Dikutip dari the Guardian, Olshansky menyebut, diperlukan pengobatan baru yang radikal untuk memperlambat proses penuaan, alih-alih perawatan yang lebih baik untuk penyakit-penyakit pembunuh, seperti kanker, demensia, dan penyakit jantung.
Pakar masalah penuaan di University of Birmingham, Steven Austad mengatakan kepada the Guardian, supaya harapan hidup kembali meningkat, diperlukan pendekatan baru yang berfokus pada pencegahan penyakit.

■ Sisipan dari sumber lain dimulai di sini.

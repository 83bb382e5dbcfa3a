use hval_parse::char_class::{QUOTED_PAIR, TCHAR};
use std::fmt::{self, Write as _};

#[cfg(feature = "http")]
mod values;
#[cfg(feature = "http")]
pub(crate) use values::{decode_list, decode_single, encode_display};

/// Returns true if `s` is a valid (non-empty) HTTP token.
pub(crate) fn is_token(s: &str) -> bool {
    !s.is_empty() && s.chars().all(|c| TCHAR.contains(c))
}

/// Returns true if `s` can be written as the content of a quoted-string.
pub(crate) fn is_quotable(s: &str) -> bool {
    s.chars().all(|c| QUOTED_PAIR.contains(c))
}

/// Write `s` as a quoted-string, escaping `"` and `\`.
pub(crate) fn write_quoted(f: &mut fmt::Formatter<'_>, s: &str) -> fmt::Result {
    f.write_char('"')?;
    for c in s.chars() {
        if c == '"' || c == '\\' {
            f.write_char('\\')?;
        }
        f.write_char(c)?;
    }
    f.write_char('"')
}

/// Write `s` as a token when it is one, as a quoted-string otherwise.
pub(crate) fn write_word(f: &mut fmt::Formatter<'_>, s: &str) -> fmt::Result {
    if is_token(s) {
        f.write_str(s)
    } else {
        write_quoted(f, s)
    }
}

/// Write the values separated by `", "`.
pub(crate) fn write_list<'a, T, I>(f: &mut fmt::Formatter<'_>, values: I) -> fmt::Result
where
    T: fmt::Display + 'a,
    I: IntoIterator<Item = &'a T>,
{
    for (i, value) in values.into_iter().enumerate() {
        if i > 0 {
            f.write_str(", ")?;
        }
        fmt::Display::fmt(value, f)?;
    }
    Ok(())
}

/// Derive the typed header traits for a newtype over a single value.
macro_rules! derive_value_header {
    (
        #[header(name = $name:ident)]
        $(#[$m:meta])*
        pub struct $type:ident(pub $t:ty);
    ) => {
        $(#[$m])*
        pub struct $type(pub $t);

        impl $crate::TypedHeader for $type {
            fn name() -> &'static ::http::header::HeaderName {
                &::http::header::$name
            }
        }

        impl $crate::HeaderDecode for $type {
            fn decode<'i, I>(values: &mut I) -> Result<Self, $crate::Error>
            where
                I: Iterator<Item = &'i ::http::HeaderValue>,
            {
                $crate::util::decode_single(values).map($type)
            }
        }

        impl $crate::HeaderEncode for $type {
            fn encode<E: Extend<::http::HeaderValue>>(&self, values: &mut E) {
                values.extend($crate::util::encode_display(&self.0));
            }
        }

        impl From<$t> for $type {
            fn from(value: $t) -> Self {
                Self(value)
            }
        }
    };
}

/// Derive the typed header traits for a `1#element` list header.
///
/// Multiple field lines are combined in order, as if they were a single
/// comma separated line.
macro_rules! derive_non_empty_list_header {
    (
        #[header(name = $name:ident)]
        $(#[$m:meta])*
        pub struct $type:ident(pub NonEmptyVec<$t:ty>);
    ) => {
        $(#[$m])*
        pub struct $type(pub ::hval_utils::collections::NonEmptyVec<$t>);

        impl $type {
            #[doc = concat!("Create a new [`", stringify!($type), "`] header with a single element.")]
            #[must_use]
            pub fn new(value: $t) -> Self {
                Self(::hval_utils::collections::NonEmptyVec::new(value))
            }

            /// Iterate over the elements of this header, in order.
            pub fn iter(&self) -> ::hval_utils::collections::NonEmptyVecIter<'_, $t> {
                self.0.iter()
            }
        }

        impl $crate::TypedHeader for $type {
            fn name() -> &'static ::http::header::HeaderName {
                &::http::header::$name
            }
        }

        impl $crate::HeaderDecode for $type {
            fn decode<'i, I>(values: &mut I) -> Result<Self, $crate::Error>
            where
                I: Iterator<Item = &'i ::http::HeaderValue>,
            {
                $crate::util::decode_list(values).map($type)
            }
        }

        impl $crate::HeaderEncode for $type {
            fn encode<E: Extend<::http::HeaderValue>>(&self, values: &mut E) {
                values.extend($crate::util::encode_display(self));
            }
        }

        impl ::std::fmt::Display for $type {
            fn fmt(&self, f: &mut ::std::fmt::Formatter<'_>) -> ::std::fmt::Result {
                $crate::util::write_list(f, &self.0)
            }
        }

        impl From<::hval_utils::collections::NonEmptyVec<$t>> for $type {
            fn from(values: ::hval_utils::collections::NonEmptyVec<$t>) -> Self {
                Self(values)
            }
        }
    };
}

/// Shape arbitrary quickcheck input into valid grammar pieces.
#[cfg(test)]
pub(crate) mod arbitrary_text {
    const TCHARS: &[u8] =
        b"abcdefghijklmnopqrstuvwxyzABCDEFGHIJKLMNOPQRSTUVWXYZ0123456789!#$%&'*+-.^_`|~";

    /// A non-empty token with the same length as `s`.
    pub(crate) fn token(s: &str) -> String {
        let token: String = s
            .chars()
            .map(|c| char::from(TCHARS[c as usize % TCHARS.len()]))
            .collect();
        if token.is_empty() {
            String::from("x")
        } else {
            token
        }
    }

    /// Text that fits in a quoted-string: `HTAB / SP / VCHAR / obs-text`.
    pub(crate) fn quotable(s: &str) -> String {
        s.chars()
            .map(|c| match u32::from(c) % 224 {
                0 => '\t',
                n @ 1..=95 => char::from_u32(0x1F + n).unwrap(),
                n => char::from_u32(0x80 + n - 96).unwrap(),
            })
            .collect()
    }

    /// Valid parameters from arbitrary pairs, in order.
    pub(crate) fn parameters(pairs: &[(String, String)]) -> crate::value::Parameters {
        let mut parameters = crate::value::Parameters::new();
        for (name, value) in pairs {
            parameters.try_push(&token(name), &quotable(value)).unwrap();
        }
        parameters
    }

    #[test]
    fn test_shapes_are_valid() {
        for s in ["", "a b", "\u{0}\u{7f}\u{20ac}", "\"\\()"] {
            assert!(super::is_token(&token(s)), "input: {s:?}");
            assert!(super::is_quotable(&quotable(s)), "input: {s:?}");
            assert_eq!(quotable(s).chars().count(), s.chars().count());
        }
    }
}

“Geroscience berfokus pada peningkatan kesehatan dengan menangani proses biologis yang mendasari penuaan, yang menyebabkan munculnya hampir semua penyakit dan menurunkan kualitas hidup atau membunuh kita,” ujar Austad.
“Kemajuan ini mulai terlihat di klinik. Jadi, meskipun saya percaya analisis tentang perlambatan peningkatan harapan hidup ini, proyeksi penulis tentang perlambatan bertahap yang berkelanjutan selama sisa abad ini menurut saya terlalu dini.”
Sementara itu, pakar demografi di Max Planck Institute for Demograhic Research di Rostock, Dmitri Jdanov menyebut, Olshansky terlalu pesimis tentang kemungkinan kemajuan. “Perkembangan teknologi baru yang cepat dapat menyebabkan revolusi kesehatan yang tak terduga,” kata Jdanov kepada Nature.
“Seabad yang lalu, hanya sedikit peneliti yang mengira angka kematian anak dapat dikurangi secara signifikan. Namun, kemajuan dalam bidang vaksin, pendidikan, dan kesehatan masyarakat telah memangkas angka tersebut lebih dari 20% pada 1950 menjadi kurang dari 4% saat ini.”